Ao contrário da fusão nuclear, que criou a bomba atômica e a radiação para matar as células cancerígenas e foi discutida em sigilo como um assunto de segurança nacional, o debate sobre riscos e benefícios da clonagem ganha as ruas ao mesmo tempo em que as pesquisas avançam. A maioria dos países proíbe a clonagem, e a Inglaterra é um dos poucos que pretendem aprovar uma lei autorizando a técnica para fins terapêuticos. No Brasil, ela é proibida pela Lei de Biossegurança. Assim como a guerra é coisa séria demais para ser decidida só por generais, a ciência também é algo complexo demais para ser decidido só entre cientistas, opina Volnei Garrafa. Ou para ser tema de novela, se não houver cuidado com as informações. Com 42 pontos de audiência, a novela O clone, da Rede Globo, é criticada por geneticistas por produzir desinformação. “Logo na primeira tentativa, o cientista cria um clone lindo e perfeito. Não é tão fácil assim”, diz Mayana Zatz.

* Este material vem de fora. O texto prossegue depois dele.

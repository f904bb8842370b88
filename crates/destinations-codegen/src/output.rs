use std::{
    collections::{BTreeMap, BTreeSet},
    fs::{self, File},
    io::{self, Write},
    path::PathBuf,
};
use thiserror::Error as ThisError;

///
/// OutputError
///

#[derive(Debug, ThisError)]
pub enum OutputError {
    #[error("file '{path}' was already created in this pass")]
    AlreadyCreated { path: String },

    #[error("cannot write '{path}': {source}")]
    Io {
        path: String,
        #[source]
        source: io::Error,
    },
}

///
/// CodeOutput
///
/// File-creation capability supplied by the host build. `source_ids`
/// identify the inputs a file was derived from, for incremental builds.
///

pub trait CodeOutput {
    fn create_file(
        &mut self,
        name: &str,
        package_name: &str,
        extension: &str,
        source_ids: &[String],
    ) -> Result<Box<dyn Write + '_>, OutputError>;
}

///
/// GeneratedFile
///
/// A fully rendered file held in memory until the whole pass succeeded.
///

#[derive(Clone, Debug, Eq, PartialEq)]
pub struct GeneratedFile {
    pub name: String,
    pub package_name: String,
    pub extension: String,
    pub source_ids: Vec<String>,
    pub content: String,
}

impl GeneratedFile {
    /// Slash separated path relative to the output root.
    #[must_use]
    pub fn relative_path(&self) -> String {
        relative_path(&self.package_name, &self.name, &self.extension)
    }
}

/// Flush buffered files to the output, in order. Path clashes are detected
/// before the first file is created.
pub fn write_files(files: &[GeneratedFile], output: &mut dyn CodeOutput) -> Result<(), OutputError> {
    let mut seen = BTreeSet::new();
    for file in files {
        let path = file.relative_path();
        if !seen.insert(path.clone()) {
            return Err(OutputError::AlreadyCreated { path });
        }
    }

    for file in files {
        let mut sink = output.create_file(
            &file.name,
            &file.package_name,
            &file.extension,
            &file.source_ids,
        )?;
        sink.write_all(file.content.as_bytes())
            .and_then(|()| sink.flush())
            .map_err(|source| OutputError::Io {
                path: file.relative_path(),
                source,
            })?;
    }

    Ok(())
}

fn relative_path(package_name: &str, name: &str, extension: &str) -> String {
    let mut path = package_name.replace('.', "/");
    if !path.is_empty() {
        path.push('/');
    }
    path.push_str(name);
    path.push('.');
    path.push_str(extension);

    path
}

///
/// MemoryOutput
///

#[derive(Debug, Default)]
pub struct MemoryOutput {
    files: BTreeMap<String, Vec<u8>>,
    sources: BTreeMap<String, Vec<String>>,
}

impl MemoryOutput {
    #[must_use]
    pub fn new() -> Self {
        Self::default()
    }

    /// Content of a file by its relative path, if it was written as UTF-8.
    #[must_use]
    pub fn get(&self, path: &str) -> Option<&str> {
        self.files
            .get(path)
            .and_then(|bytes| std::str::from_utf8(bytes).ok())
    }

    #[must_use]
    pub fn source_ids(&self, path: &str) -> Option<&[String]> {
        self.sources.get(path).map(Vec::as_slice)
    }

    pub fn paths(&self) -> impl Iterator<Item = &str> {
        self.files.keys().map(String::as_str)
    }

    #[must_use]
    pub fn len(&self) -> usize {
        self.files.len()
    }

    #[must_use]
    pub fn is_empty(&self) -> bool {
        self.files.is_empty()
    }
}

impl CodeOutput for MemoryOutput {
    fn create_file(
        &mut self,
        name: &str,
        package_name: &str,
        extension: &str,
        source_ids: &[String],
    ) -> Result<Box<dyn Write + '_>, OutputError> {
        let path = relative_path(package_name, name, extension);
        if self.files.contains_key(&path) {
            return Err(OutputError::AlreadyCreated { path });
        }
        self.sources.insert(path.clone(), source_ids.to_vec());

        Ok(Box::new(self.files.entry(path).or_default()))
    }
}

///
/// DirOutput
///
/// Writes files under a root directory using the package path layout.
/// Existing files are overwritten, so a failed pass can simply be rerun.
///

#[derive(Debug)]
pub struct DirOutput {
    root: PathBuf,
    packages_written: Vec<String>,
}

impl DirOutput {
    #[must_use]
    pub fn new(root: impl Into<PathBuf>) -> Self {
        Self {
            root: root.into(),
            packages_written: Vec::new(),
        }
    }

    #[must_use]
    pub fn packages_written(&self) -> &[String] {
        &self.packages_written
    }
}

impl CodeOutput for DirOutput {
    fn create_file(
        &mut self,
        name: &str,
        package_name: &str,
        extension: &str,
        _source_ids: &[String],
    ) -> Result<Box<dyn Write + '_>, OutputError> {
        let relative = relative_path(package_name, name, extension);
        let path = self.root.join(&relative);
        let io_err = |source: io::Error| OutputError::Io {
            path: relative.clone(),
            source,
        };

        if let Some(dir) = path.parent() {
            fs::create_dir_all(dir).map_err(io_err)?;
        }
        let file = File::create(&path).map_err(io_err)?;
        self.packages_written.push(package_name.to_string());

        Ok(Box::new(io::BufWriter::new(file)))
    }
}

Enquanto na ficção o clone foi gerado sem alarde, na realidade os cientistas correm contra o tempo para entrar para a história. Como a polêmica pode barrar os investimentos públicos, quem chegar na frente tem mais chance de angariar fundos da iniciativa privada. O ginecologista italiano Severino Antinori, que prometeu clonar o primeiro ser humano, acusa a ACT de roubar sua idéia e continua trabalhando em sigilo. A seita religiosa dos raelianos, dona da clínica de fertilização Clonaid, avisa que já passou do estágio embrionário da ACT. “Só vamos divulgar quando tivermos a garantia máxima de que o material genético do doador foi repassado para o embrião e o clone estiver para nascer”, afirma David Uzal, o representante da seita no Brasil. Nesse faroeste científico, o filósofo americano Jeremy Rifkin é profético: “Nossos filhos poderão viver em um planeta onde as multinacionais da biogenética serão proprietárias da vida humana.”

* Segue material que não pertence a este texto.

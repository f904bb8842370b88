//! Model validation orchestration.

pub mod destination;
pub mod graph;
pub mod naming;

use crate::{error::ErrorTree, node::NavModel};

/// Run full model validation in a staged, deterministic order.
pub fn validate_model(model: &NavModel) -> Result<(), ErrorTree> {
    let mut errors = ErrorTree::new();

    // Phase 1: per-destination invariants.
    for dest in &model.destinations {
        destination::validate_destination(model, dest, &mut errors);
    }

    // Phase 2: graph topology.
    graph::validate_graphs(model, &mut errors);

    // Phase 3: model-wide naming.
    naming::validate_unique_names(model, &mut errors);

    errors.result()
}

Colaboraram Celina Côrtes (RJ) e Mônica Tarantino (SP)

Arca de Noé

No reino animal, a clonagem não suscita debates éticos e sua aplicação tem causa nobre: preservar espécies ameaçadas de extinção. Se tudo der certo, em 2002 o Brasil terá o primeiro banco genético de mamíferos em via de desaparecer. Será instalado pelo Instituto Brasileiro do Meio Ambiente e dos Recursos Naturais Renováveis (Ibama), no Centro Nacional de Pesquisa para a Conservação de Predadores Naturais, em Sorocaba, interior paulista, e armazenará embriões e fragmentos de órgãos e pele de 26 predadores brasileiros, como onças, lobos, ariranhas e jaguatiricas. O material será usado para inseminação artificial e clonagem. Cerca de 15 instituições de pesquisa foram contatadas para aderir ao projeto. “A população está diminuindo e há um elevado grau de parentesco, o que acarreta perda da variedade genética e problemas congênitos, como defeitos nas patas”, explica o veterinário Ronaldo Gonçalves Morato, da ONG paulista Associação Pró-Carnívoros, que armazena em botijões de nitrogênio o sêmen da onça-pintada. Nesta semana, Morato vai embrenhar-se no Pantanal para colher mais sêmen de onça. No ano passado, a própria ACT investiu na preservação animal. Clonou o gauro, boi selvagem da Índia, batizado de Noé, que morreu por infecção.